The task: When a line of the records below contains the string "resets", copy that whole line.

Records to use:
//! Decoders with scripted behavior
//!
//! A [`ScriptedDecoder`] serves bytes from memory like `MemoryDecoder` but can
//! fail at a chosen stream offset, and it counts rewinds through a shared
//! counter so a test can observe them after the decoder is boxed into a ring.

use rill_ap::audio::{Decoder, PcmFormat, SoundSource};
use rill_ap::{Error, Result};
use std::sync::atomic::{AtomicUsize, Ordering};
use std::sync::Arc;

#[derive(Debug, Clone)]
pub struct ScriptedDecoder {
    data: Arc<[u8]>,
    cursor: usize,
    max_read: usize,
    /// Fail (once per pass) when the cursor reaches this offset
    fail_at: Option<usize>,
    failed_this_pass: bool,
    resets: Arc<AtomicUsize>,
    reads: Arc<AtomicUsize>,
    format: PcmFormat,
}

impl ScriptedDecoder {
    pub fn new(format: PcmFormat, data: Vec<u8>) -> Self {
        Self {
            data: data.into(),
            cursor: 0,
            max_read: usize::MAX,
            fail_at: None,
            failed_this_pass: false,
            resets: Arc::new(AtomicUsize::new(0)),
            reads: Arc::new(AtomicUsize::new(0)),
            format,
        }
    }

    pub fn with_max_read(mut self, max_read: usize) -> Self {
        self.max_read = (max_read & !1).max(2);
        self
    }

    /// Report a decode error when the cursor reaches `offset`
    pub fn failing_at(mut self, offset: usize) -> Self {
        self.fail_at = Some(offset);
        self
    }

    /// Shared count of `reset_to_start` calls
    pub fn reset_counter(&self) -> Arc<AtomicUsize> {
        Arc::clone(&self.resets)
    }

    /// Shared count of `read` calls
    pub fn read_counter(&self) -> Arc<AtomicUsize> {
        Arc::clone(&self.reads)
    }
}

impl Decoder for ScriptedDecoder {
    fn read(&mut self, buf: &mut [u8]) -> Result<usize> {
        self.reads.fetch_add(1, Ordering::Relaxed);

        let mut end = self.data.len();
        if let Some(fail_at) = self.fail_at {
            if !self.failed_this_pass {
                if self.cursor >= fail_at {
                    self.failed_this_pass = true;
                    return Err(Error::Decode(format!("scripted failure at byte {}", self.cursor)));
                }
                end = end.min(fail_at);
            }
        }

        let count = buf.len().min(end - self.cursor).min(self.max_read);
        buf[..count].copy_from_slice(&self.data[self.cursor..self.cursor + count]);
        self.cursor += count;
        Ok(count)
    }

    fn reset_to_start(&mut self) -> Result<()> {
        self.resets.fetch_add(1, Ordering::Relaxed);
        self.cursor = 0;
        self.failed_this_pass = false;
        Ok(())
    }

    fn format(&self) -> PcmFormat {
        self.format
    }
}

/// Source handing out clones of one scripted decoder (shared counters)
pub struct ScriptedSource {
    template: ScriptedDecoder,
}

impl ScriptedSource {
    pub fn new(template: ScriptedDecoder) -> Self {
        Self { template }
    }
}

impl SoundSource for ScriptedSource {
    fn open(&self) -> Result<Box<dyn Decoder>> {
        Ok(Box::new(self.template.clone()))
    }
}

Expected answer:
    resets: Arc<AtomicUsize>,
            resets: Arc::new(AtomicUsize::new(0)),
        Arc::clone(&self.resets)
        self.resets.fetch_add(1, Ordering::Relaxed);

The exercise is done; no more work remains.